I’ve told you that I am not interested in the guys who like me, yet I seem to find myself drawn to guys who don’t like me or who aren’t genuinely interested. And then it gets worse, because when I actually start showing interest in a guy who likes me, he backs off suddenly. It’s as if someone is playing a sick joke, which I am not finding amusing. However, that is another joke in itself. This is all about the recent situation with the males I have found myself mixed up with – I can’t even say that I’m involved with them, because things are not that deep or that serious.
In the past month I found myself reluctantly giving two guys my number – despite not being attracted to them at all – just so that I could shut them up; however, I didn’t make them any promises that anything would happen. Yet after showing some bluntness and not indulging in conversation, one got the message and left me alone, while one is still in pursuit.
Now what is most annoying about the guy who is still in pursuit is that I was hoping he was someone else when he last messaged me, which increases my disinterest in him. There are two other guys that I have spoken to recently, who I am actually attracted to and would consider giving a chance after time spent getting to know them better. I was actually willing to give both of them my number, but neither of them have called, which only bothers me because I have an actual attraction to them.

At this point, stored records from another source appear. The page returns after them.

//! World context and execution layer.
//!
//! [`World`] is the single context object of the database. It owns
//!
//! * the type registry,
//! * the tables and the categories that name them,
//! * the entity directory and its pending instance queues,
//! * blueprints, filters, and op buffers.
//!
//! There is no global state; independent worlds can coexist.
//!
//! ## Concurrency model
//!
//! Every structural mutation (entity creation and deletion, migration,
//! dispatch, queue flushes, dataset release) takes `&mut self`. Reading
//! (queries, column guards, value lookups) takes `&self`, and `World` is
//! `Sync`, so many threads may read at once, for example through
//! [`World::par_for_each_view`]. The borrow checker therefore guarantees
//! that dispatch never runs while a reader holds a column.
//!
//! Two threads that want to *write* different columns concurrently declare
//! it through filter access modes; column guards enforce it at runtime.
//!
//! ## Deferred work
//!
//! * Instance queues: non-immediate entity creation and deletion are queued
//!   and applied in bulk by [`World::flush_instance_queues`].
//! * Op buffers: component adds and removes are recorded and applied by
//!   [`World::dispatch`].

use rayon::prelude::*;

use bytemuck::Pod;

use crate::engine::blueprint::{
    BlueprintID, BlueprintRegistry, EntityCreateInfo, EntitySource, TemplateID,
};
use crate::engine::category::{Category, CategoryHash, CategoryIndex};
use crate::engine::config::WorldConfig;
use crate::engine::database::Database;
use crate::engine::entity::{Entity, EntityMapping, EntityPool, EntityState};
use crate::engine::error::{DbResult, EntityError, OpError, QueryError, TableError};
use crate::engine::filter::{CompiledFilter, Filter, FilterCreateInfo, FilterStore};
use crate::engine::ops::{DispatchSummary, Op, OpBuffer, OpStore, RecordedOp, SharedOpQueue};
use crate::engine::query::{read_column, ColumnMut, ColumnRef, Dataset, TableView, ViewAccess};
use crate::engine::registry::{ComponentFlags, ComponentInfo, InspectValue, TypeRegistry};
use crate::engine::storage::RawColumn;
use crate::engine::types::{AccessSets, CategoryID, ComponentID, RowID};
//! # Category DB
//!
//! In-memory, archetype-style entity-component database. Entities with the
//! same exact component set share a *category*, and each category stores its
//! entities as rows of one dense, column-parallel table.
//!
//! ## Design Goals
//! - Column-parallel tables for cache-friendly iteration
//! - O(1) category lookup by order-independent hash
//! - Deferred structural changes applied at explicit sync points
//! - Zero-copy query results with checked, borrow-tracked access
//!
//! ## Quick tour
//! ```rust
//! use category_db::prelude::*;
//!
//! # fn main() -> DbResult<()> {
//! let mut world = World::default();
//! let health = world.register_pod("Health", 100i32, ComponentFlags::NONE)?;
//! let position = world.register_pod("Position", [0.0f32; 2], ComponentFlags::NONE)?;
//!
//! let unit = world.create_entity(&EntityCreateInfo::components(&[health]).immediate(true))?;
//!
//! let ops = world.create_op_buffer();
//! world.add_op(&ops, Op::add_pod(unit, position, &[1.0f32, 2.0]))?;
//! world.dispatch(ops)?;
//!
//! let filter = world.create_filter(&FilterCreateInfo::new().read(position).write(health))?;
//! let dataset = world.query(filter)?;
//! assert_eq!(dataset.total_rows(), 1);
//! let positions = world.column::<[f32; 2]>(&dataset, 0, 0)?;
//! assert_eq!(positions[0], [1.0, 2.0]);
//! # Ok(())
//! # }
//! ```

#![forbid(unsafe_op_in_unsafe_fn)]
#![warn(missing_docs)]
#![allow(clippy::module_inception)]
#![deny(dead_code)]

pub mod engine;

// ─────────────────────────────────────────────────────────────────────────────
// Re-exports (Public API)
// ─────────────────────────────────────────────────────────────────────────────

pub use engine::world::{FlushSummary, World};

pub use engine::config::WorldConfig;

pub use engine::registry::{ComponentFlags, ComponentInfo, InspectFn, TypeDescriptor, TypeRegistry};

pub use engine::entity::{Entity, EntityMapping, EntityState};

pub use engine::category::{Category, CategoryHash};

pub use engine::blueprint::{BlueprintID, EntityCreateInfo, EntitySource, TemplateID};

pub use engine::ops::{DispatchSummary, Op, OpBuffer, OwnedOp, SharedOpQueue};

pub use engine::filter::{Filter, FilterCreateInfo};

pub use engine::query::{ColumnMut, ColumnRef, Dataset, TableView, ViewAccess};

pub use engine::storage::RawColumn;

pub use engine::error::{
    CategoryError,
    DbError,
    DbResult,
    EntityError,
    OpError,
    QueryError,
    RegistryError,
    TableError,
};

pub use engine::types::{
    AccessMode,
    AccessSets,
    CategoryID,
    ComponentID,
    RowID,
    Signature,
    TableID,
};

// ─────────────────────────────────────────────────────────────────────────────
// Prelude
// ─────────────────────────────────────────────────────────────────────────────

/// Commonly used database types.
///
/// Import with:
/// ```rust
/// use category_db::prelude::*;
/// ```
pub mod prelude {
    pub use crate::{
        AccessMode,
        ComponentFlags,
        ComponentID,
        DbError,
        DbResult,
        Entity,
        EntityCreateInfo,
        FilterCreateInfo,
        Op,
        SharedOpQueue,
        World,
        WorldConfig,
    };
}
//! Sink trait for log output channels

use super::log_entry::LogEntry;

/// An output channel for log entries.
///
/// `emit` has no error channel: a sink contains its own failures and at most
/// degrades its output. The logger additionally isolates every sink call, so
/// a sink that panics cannot affect its siblings or the caller.
pub trait Sink: Send + Sync {
    fn emit(&self, entry: &LogEntry);

    /// Push out anything buffered or queued
    fn flush(&self) {}

    fn name(&self) -> &str;
}
//! Criterion benchmarks for safe_observability

use criterion::{
    black_box, criterion_group, criterion_main, BatchSize, BenchmarkId, Criterion, Throughput,
};
use safe_observability::core::serializer::{serialize_bounded, serialize_cycle_safe};
use safe_observability::prelude::*;
use std::sync::Arc;

fn buffered_logger(structured: bool) -> (Logger, SharedBuffer) {
    let buffer = SharedBuffer::new();
    let logger = Logger::builder("Bench")
        .min_level(LogLevel::Verbose)
        .structured(structured)
        .colors(false)
        .console_target(ConsoleTarget::Buffer(buffer.clone()))
        .build();
    (logger, buffer)
}

fn nested(levels: usize) -> ContextValue {
    let mut value = ContextValue::map().with("symbol", "ACME").with("price", 42.5);
    for i in 0..levels {
        value = ContextValue::map().with(format!("level{}", i), value);
    }
    value
}

// ============================================================================
// Level Filtering Benchmarks
// ============================================================================

fn bench_level_filtering(c: &mut Criterion) {
    let mut group = c.benchmark_group("level_filtering");
    group.throughput(Throughput::Elements(1));

    let logger = Logger::builder("Bench")
        .min_level(LogLevel::Error)
        .console_enabled(false)
        .build();

    group.bench_function("filtered_out", |b| {
        b.iter(|| logger.debug(black_box("dropped")));
    });

    group.bench_function("can_log", |b| {
        b.iter(|| black_box(logger.can_log(black_box(LogLevel::Info))));
    });

    group.bench_function("can_log_str", |b| {
        b.iter(|| black_box(logger.can_log_str(black_box("warn"))));
    });

    group.finish();
}

// ============================================================================
// Logging Benchmarks
// ============================================================================

fn bench_logging(c: &mut Criterion) {
    let mut group = c.benchmark_group("logging");
    group.throughput(Throughput::Elements(1));

    let (structured, buffer) = buffered_logger(true);
    let extra = ContextValue::map().with("symbol", "ACME").with("bid", 41.9).with("ask", 42.1);

    // The buffer is cleared between batches so it does not grow for the
    // whole run
    group.bench_function("structured_message", |b| {
        b.iter_batched(
            || buffer.clear(),
            |_| structured.info(black_box("Quote refreshed")),
            BatchSize::SmallInput,
        );
    });

    group.bench_function("structured_with_extra", |b| {
        b.iter_batched(
            || buffer.clear(),
            |_| structured.info_with(black_box("Quote refreshed"), extra.clone()),
            BatchSize::SmallInput,
        );
    });

    let (pretty, pretty_buffer) = buffered_logger(false);
    group.bench_function("pretty_with_extra", |b| {
        b.iter_batched(
            || pretty_buffer.clear(),
            |_| pretty.info_with(black_box("Quote refreshed"), extra.clone()),
            BatchSize::SmallInput,
        );
    });

    let silent = Logger::builder("Bench").console_enabled(false).build();
    group.bench_function("no_sinks_enabled", |b| {
        b.iter(|| silent.info_with(black_box("Quote refreshed"), extra.clone()));
    });

    group.finish();
}

// ============================================================================
// Serializer Benchmarks
// ============================================================================

fn bench_serialization(c: &mut Criterion) {
    let mut group = c.benchmark_group("serialization");

    for levels in [1usize, 10, 50] {
        let value = nested(levels);
        group.bench_with_input(BenchmarkId::new("bounded", levels), &value, |b, value| {
            b.iter(|| black_box(serialize_bounded(value, 10)));
        });
        group.bench_with_input(BenchmarkId::new("cycle_safe", levels), &value, |b, value| {
            b.iter(|| black_box(serialize_cycle_safe(value)));
        });
    }

    let ring = ContextValue::map().with("name", "ring");
    ring.insert("self", ring.clone());
    group.bench_function("cycle_safe_self_reference", |b| {
        b.iter(|| black_box(serialize_cycle_safe(&ring)));
    });
    group.bench_function("bounded_self_reference", |b| {
        b.iter(|| black_box(serialize_bounded(&ring, 10)));
    });
    ring.insert("self", ContextValue::Null);

    group.finish();
}

// ============================================================================
// Boundary Benchmarks
// ============================================================================

fn bench_normalizer(c: &mut Criterion) {
    let mut group = c.benchmark_group("normalizer");
    group.throughput(Throughput::Elements(1));

    let logger = Arc::new(Logger::builder("Bench").console_enabled(false).build());
    let normalizer = ExceptionNormalizer::new(logger, Environment::Production);
    let request = RequestContext::new()
        .with_url("/api/quotes")
        .with_header("request-id", "bench");

    group.bench_function("http_failure", |b| {
        b.iter(|| black_box(normalizer.respond(Failure::http(404, "Not Found"), &request)));
    });

    group.finish();
}

criterion_group!(
    benches,
    bench_level_filtering,
    bench_logging,
    bench_serialization,
    bench_normalizer,
);
criterion_main!(benches);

Nevertheless, I’ve found myself in a tangled web with these two guys, even though nothing has happened yet. I’m not going to go into the whole thing, but let’s just say that there is a connection between these two and even though I haven’t seen them together, I know for a fact that these two not only know each other, but that they are also very closely acquainted. It’s actually incredibly weird that they both share the same taste in girls.
I’ll let you draw your own conclusions, but let’s just say that these are two very cute but different guys, who I would consider dating, yet I know that it would be very awkward if one of them was to introduce me to the other. Both are sweet, but one has more of a level head screwed on, while I feel like I wanna try to support the other one to have some sort of positive impact in his life. Neither has called though, which might be for the best, but it’s typical that any guy I’m attracted to is reluctant to make a move. Personally, I think that I need to start taking guy’s numbers, which will also prevent my number from being in too many people’s phones.

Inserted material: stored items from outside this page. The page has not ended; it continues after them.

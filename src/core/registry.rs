//! Registry of named loggers
//!
//! The registry is an explicit object created once at startup and passed to
//! whoever needs loggers. Tests build their own instance.

use super::{
    config::LoggingConfig,
    error::Result,
    logger::{Logger, SinkSet},
    log_level::LogLevel,
};
use crate::sinks::ConsoleTarget;
use parking_lot::RwLock;
use std::collections::HashMap;
use std::sync::Arc;

/// Name of the logger that always exists
pub const DEFAULT_LOGGER_NAME: &str = "Default";

/// Produces the current configuration each time a logger is created
pub type ConfigSource = Arc<dyn Fn() -> Result<LoggingConfig> + Send + Sync>;

pub struct LoggerRegistry {
    loggers: RwLock<HashMap<String, Arc<Logger>>>,
    base_config: LoggingConfig,
    source: Option<ConfigSource>,
    sinks: SinkSet,
    target: ConsoleTarget,
    use_colors: bool,
}

impl LoggerRegistry {
    /// Registry whose loggers all start from `config`
    pub fn new(config: LoggingConfig) -> Self {
        Self::build(config, None, ConsoleTarget::Stdio, true)
    }

    /// Registry that re-reads the process environment for each new logger.
    ///
    /// The environment is validated once here; an invalid configuration is
    /// an error at startup.
    pub fn from_env() -> Result<Self> {
        let config = LoggingConfig::from_env()?;
        let source: ConfigSource = Arc::new(LoggingConfig::from_env);
        Ok(Self::with_source(config, source))
    }

    /// Registry that asks `source` for the configuration of each new logger,
    /// falling back to `config` when the source fails.
    pub fn with_source(config: LoggingConfig, source: ConfigSource) -> Self {
        Self::build(config, Some(source), ConsoleTarget::Stdio, true)
    }

    /// Registry whose console output goes to `target` instead of stdio
    pub fn with_console_target(config: LoggingConfig, target: ConsoleTarget) -> Self {
        let use_colors = matches!(target, ConsoleTarget::Stdio);
        Self::build(config, None, target, use_colors)
    }

    fn build(
        config: LoggingConfig,
        source: Option<ConfigSource>,
        target: ConsoleTarget,
        use_colors: bool,
    ) -> Self {
        let sinks = SinkSet::build(&config, target.clone(), use_colors);
        let default = Arc::new(Logger::new(DEFAULT_LOGGER_NAME, &config, sinks.clone()));

        let mut loggers = HashMap::new();
        loggers.insert(DEFAULT_LOGGER_NAME.to_string(), default);

        Self {
            loggers: RwLock::new(loggers),
            base_config: config,
            source,
            sinks,
            target,
            use_colors,
        }
    }

    /// Create a fresh logger named `name`, replacing any existing one.
    ///
    /// The configuration is read again for every call, and handles returned
    /// by earlier calls keep their own independent state. Loggers share the
    /// registry's sinks unless the re-read configuration changes how sinks
    /// are built (file path, depth budget, environment, console mode or
    /// timestamp format); such a logger gets sinks of its own.
    pub fn for_name(&self, name: &str) -> Arc<Logger> {
        let config = self.current_config();
        let sinks = if config.same_sinks(&self.base_config) {
            self.sinks.clone()
        } else {
            SinkSet::build(&config, self.target.clone(), self.use_colors)
        };
        let logger = Arc::new(Logger::new(name, &config, sinks));
        self.loggers
            .write()
            .insert(name.to_string(), Arc::clone(&logger));
        logger
    }

    /// The logger currently registered under `name`
    pub fn get(&self, name: &str) -> Option<Arc<Logger>> {
        self.loggers.read().get(name).cloned()
    }

    pub fn default_logger(&self) -> Arc<Logger> {
        match self.get(DEFAULT_LOGGER_NAME) {
            Some(logger) => logger,
            // Entries are only ever replaced, never removed
            None => self.for_name(DEFAULT_LOGGER_NAME),
        }
    }

    pub fn names(&self) -> Vec<String> {
        let mut names: Vec<String> = self.loggers.read().keys().cloned().collect();
        names.sort();
        names
    }

    /// Set the minimum level of every registered logger
    pub fn set_level_all(&self, level: LogLevel) {
        for logger in self.loggers.read().values() {
            logger.set_level(level);
        }
    }

    pub fn config(&self) -> &LoggingConfig {
        &self.base_config
    }

    pub fn flush(&self) {
        self.default_logger().flush();
    }

    fn current_config(&self) -> LoggingConfig {
        let Some(ref source) = self.source else {
            return self.base_config.clone();
        };
        match source() {
            Ok(config) => config,
            Err(e) => {
                self.default_logger().warn(format!(
                    "Logging configuration is invalid, using startup configuration: {}",
                    e
                ));
                self.base_config.clone()
            }
        }
    }
}

impl std::fmt::Debug for LoggerRegistry {
    fn fmt(&self, f: &mut std::fmt::Formatter<'_>) -> std::fmt::Result {
        f.debug_struct("LoggerRegistry")
            .field("loggers", &self.names())
            .field("base_config", &self.base_config)
            .finish()
    }
}
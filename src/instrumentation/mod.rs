//! Method instrumentation: entry logging and trace segments

pub mod tracer;
pub mod wrappers;

pub use tracer::{SegmentGuard, SpanTracer, Tracer, TracingIntegration};
pub use wrappers::Instrumented;
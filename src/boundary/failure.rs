//! Neutral failure shape consumed by the normalizer
//!
//! Framework and service errors are converted into a [`Failure`] at the
//! boundary through [`IntoFailure`]; the normalizer never inspects concrete
//! error types.

use crate::core::{panic_message, LoggerError};
use serde_json::Value;
use std::any::Any;
use std::backtrace::Backtrace;
use std::error::Error;

#[derive(Debug, Clone, Copy, PartialEq, Eq)]
pub enum FailureKind {
    /// Carries an explicit HTTP status
    Http(u16),
    /// Validation failure with structured detail
    BadRequest,
    /// Error with a message but no status
    Runtime,
    /// Anything that is not an error value
    Opaque,
}

#[derive(Debug, Clone)]
pub struct Failure {
    pub kind: FailureKind,
    pub message: Option<String>,
    pub detail: Option<Value>,
    pub stack: Option<String>,
}

impl Failure {
    pub fn http(status: u16, message: impl Into<String>) -> Self {
        let message = message.into();
        Self {
            kind: FailureKind::Http(status),
            stack: Some(capture_stack(&format!("HttpError {}: {}", status, message))),
            message: Some(message),
            detail: None,
        }
    }

    /// Validation failure; `detail` is merged into the response message
    pub fn bad_request(message: impl Into<String>, detail: Value) -> Self {
        let message = message.into();
        Self {
            kind: FailureKind::BadRequest,
            stack: Some(capture_stack(&format!("BadRequest: {}", message))),
            message: Some(message),
            detail: Some(detail),
        }
    }

    /// Runtime failure from any error; the stack lists the source chain
    /// followed by a backtrace of the conversion point.
    pub fn from_error(error: &(dyn Error + 'static)) -> Self {
        let mut headline = format!("Error: {}", error);
        let mut source = error.source();
        while let Some(cause) = source {
            headline.push_str(&format!("\nCaused by: {}", cause));
            source = cause.source();
        }

        Self {
            kind: FailureKind::Runtime,
            message: Some(error.to_string()),
            detail: None,
            stack: Some(capture_stack(&headline)),
        }
    }

    /// A failure value that is not an error; only its description is kept
    /// for the log.
    pub fn opaque(description: impl Into<Value>) -> Self {
        Self {
            kind: FailureKind::Opaque,
            message: None,
            detail: Some(description.into()),
            stack: None,
        }
    }

    /// Convert a caught panic. String payloads become runtime failures,
    /// anything else is opaque.
    pub fn from_panic(payload: Box<dyn Any + Send>) -> Self {
        if payload.is::<&str>() || payload.is::<String>() {
            let message = panic_message(payload.as_ref());
            Self {
                kind: FailureKind::Runtime,
                stack: Some(capture_stack(&format!("panic: {}", message))),
                message: Some(message),
                detail: None,
            }
        } else {
            Self::opaque("non-string panic payload")
        }
    }

    /// Status implied by the kind
    pub fn status(&self) -> u16 {
        match self.kind {
            FailureKind::Http(status) => status,
            FailureKind::BadRequest => 400,
            FailureKind::Runtime | FailureKind::Opaque => 500,
        }
    }
}

fn capture_stack(headline: &str) -> String {
    format!("{}\n{}", headline, Backtrace::force_capture())
}

/// Adapter from concrete error types to [`Failure`]
pub trait IntoFailure {
    fn into_failure(self) -> Failure;
}

impl IntoFailure for Failure {
    fn into_failure(self) -> Failure {
        self
    }
}

impl IntoFailure for LoggerError {
    fn into_failure(self) -> Failure {
        Failure::from_error(&self)
    }
}

impl IntoFailure for std::io::Error {
    fn into_failure(self) -> Failure {
        Failure::from_error(&self)
    }
}

impl IntoFailure for Box<dyn Error + Send + Sync> {
    fn into_failure(self) -> Failure {
        Failure::from_error(&*self)
    }
}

This then brings me to one more guy in my life. Someone who is special, funny, caring and would most likely be good for me, but although I can visualise us together, I don’t see us getting together. I also won’t allow myself to like him – as you know how I do – but if he did make a move I’ve started to wonder if I’d reciprocate. Someone very close to me thinks that he likes me, but he hasn’t made a move, so I guess it’s pointless to mention.

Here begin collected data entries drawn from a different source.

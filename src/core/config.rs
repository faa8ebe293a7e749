//! Environment-derived logging configuration
//!
//! | variable | effect |
//! |---|---|
//! | `LOG_LEVEL` | minimum level, one of VERBOSE, DEBUG, INFO, WARN, ERROR (default DEBUG) |
//! | `DISABLE_STRUCTURED_LOGS` | use the pretty console sink instead of JSON lines |
//! | `ENABLE_CONSOLE_LOGGER` | console output (default on) |
//! | `ENABLE_FILE_LOGGER` | append JSON lines to the log file |
//! | `APP_ENV` | `production`, `development` or `test` |
//! | `ENABLE_TRACING` | load the tracing integration |

use super::error::{LoggerError, Result};
use super::log_level::LogLevel;
use super::serializer::DEFAULT_MAX_DEPTH;
use super::timestamp::TimestampFormat;
use serde::{Deserialize, Serialize};
use std::path::PathBuf;

pub const ENV_LOG_LEVEL: &str = "LOG_LEVEL";
pub const ENV_DISABLE_STRUCTURED_LOGS: &str = "DISABLE_STRUCTURED_LOGS";
pub const ENV_ENABLE_FILE_LOGGER: &str = "ENABLE_FILE_LOGGER";
pub const ENV_ENABLE_CONSOLE_LOGGER: &str = "ENABLE_CONSOLE_LOGGER";
pub const ENV_APP_ENV: &str = "APP_ENV";
pub const ENV_ENABLE_TRACING: &str = "ENABLE_TRACING";

/// Fixed name of the file sink's output
pub const DEFAULT_LOG_FILE: &str = "app.log";

/// Runtime environment; gates stack exposure and tracing
#[derive(Debug, Clone, Copy, Default, PartialEq, Eq, Serialize, Deserialize)]
#[serde(rename_all = "lowercase")]
pub enum Environment {
    Production,
    #[default]
    Development,
    Test,
}

impl Environment {
    /// Parse an `APP_ENV` value. Anything unrecognized is development.
    pub fn parse(value: &str) -> Self {
        match value.trim().to_lowercase().as_str() {
            "production" | "prod" => Environment::Production,
            "test" => Environment::Test,
            _ => Environment::Development,
        }
    }

    pub fn is_production(&self) -> bool {
        matches!(self, Environment::Production)
    }

    pub fn is_test(&self) -> bool {
        matches!(self, Environment::Test)
    }
}

#[derive(Debug, Clone, PartialEq, Eq, Serialize, Deserialize)]
#[serde(default)]
pub struct LoggingConfig {
    pub min_level: LogLevel,
    pub console_enabled: bool,
    /// JSON lines on the console; `false` selects the pretty sink
    pub structured: bool,
    pub file_enabled: bool,
    pub file_path: PathBuf,
    pub environment: Environment,
    pub tracing_enabled: bool,
    /// Depth budget applied to `extra` payloads by structured sinks
    pub max_depth: usize,
    /// Timestamp rendering of the pretty console sink
    pub timestamp_format: TimestampFormat,
}

impl Default for LoggingConfig {
    fn default() -> Self {
        Self {
            min_level: LogLevel::Debug,
            console_enabled: true,
            structured: true,
            file_enabled: false,
            file_path: PathBuf::from(DEFAULT_LOG_FILE),
            environment: Environment::Development,
            tracing_enabled: false,
            max_depth: DEFAULT_MAX_DEPTH,
            timestamp_format: TimestampFormat::default(),
        }
    }
}

impl LoggingConfig {
    /// Read the configuration from process environment variables
    pub fn from_env() -> Result<Self> {
        Self::from_lookup(|key| std::env::var(key).ok())
    }

    /// Read the configuration through an arbitrary key lookup.
    ///
    /// An unknown `LOG_LEVEL` is an error; it is never mapped to some other
    /// level.
    ///
    /// # Example
    ///
    /// ```
    /// use safe_observability::{LogLevel, LoggingConfig};
    ///
    /// let config = LoggingConfig::from_lookup(|key| match key {
    ///     "LOG_LEVEL" => Some("warn".to_string()),
    ///     _ => None,
    /// })
    /// .unwrap();
    /// assert_eq!(config.min_level, LogLevel::Warn);
    /// assert!(config.console_enabled);
    /// ```
    pub fn from_lookup<F>(lookup: F) -> Result<Self>
    where
        F: Fn(&str) -> Option<String>,
    {
        let mut config = Self::default();

        if let Some(level) = lookup(ENV_LOG_LEVEL).filter(|v| !v.trim().is_empty()) {
            let parsed: LogLevel = level
                .parse()
                .map_err(|_| LoggerError::config(ENV_LOG_LEVEL, format!("unknown level '{}'", level)))?;
            if parsed == LogLevel::Audit {
                return Err(LoggerError::config(
                    ENV_LOG_LEVEL,
                    "AUDIT is not a valid minimum level",
                ));
            }
            config.min_level = parsed;
        }
        if let Some(value) = lookup(ENV_DISABLE_STRUCTURED_LOGS) {
            config.structured = !parse_flag(&value);
        }
        if let Some(value) = lookup(ENV_ENABLE_CONSOLE_LOGGER) {
            config.console_enabled = parse_flag(&value);
        }
        if let Some(value) = lookup(ENV_ENABLE_FILE_LOGGER) {
            config.file_enabled = parse_flag(&value);
        }
        if let Some(value) = lookup(ENV_APP_ENV) {
            config.environment = Environment::parse(&value);
        }
        if let Some(value) = lookup(ENV_ENABLE_TRACING) {
            config.tracing_enabled = parse_flag(&value);
        }

        Ok(config)
    }

    #[must_use]
    pub fn with_min_level(mut self, level: LogLevel) -> Self {
        self.min_level = level;
        self
    }

    #[must_use]
    pub fn with_environment(mut self, environment: Environment) -> Self {
        self.environment = environment;
        self
    }

    #[must_use]
    pub fn with_timestamp_format(mut self, format: TimestampFormat) -> Self {
        self.timestamp_format = format;
        self
    }

    /// Both configurations produce identical sinks
    pub fn same_sinks(&self, other: &LoggingConfig) -> bool {
        self.structured == other.structured
            && self.file_path == other.file_path
            && self.environment == other.environment
            && self.max_depth == other.max_depth
            && self.timestamp_format == other.timestamp_format
    }

    #[must_use]
    pub fn with_file(mut self, path: impl Into<PathBuf>) -> Self {
        self.file_enabled = true;
        self.file_path = path.into();
        self
    }
}

fn parse_flag(value: &str) -> bool {
    matches!(
        value.trim().to_lowercase().as_str(),
        "true" | "1" | "yes" | "on"
    )
}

It would be so much easier if guys were upfront and said what they felt, did what they said they were going to do and made a move if they were interested. It would save time, prevent a lot of drama and stop wires from getting crossed. I am someone who is not backwards in being forwards, so I will say how I feel, act on it and make the first move, but I don’t want to be accused of acting too much like a guy, like I have in the past. I like to go out and get what I want, instead of standing around and wasting time, but most guys are not like that so for now, my “love life” is just a joke.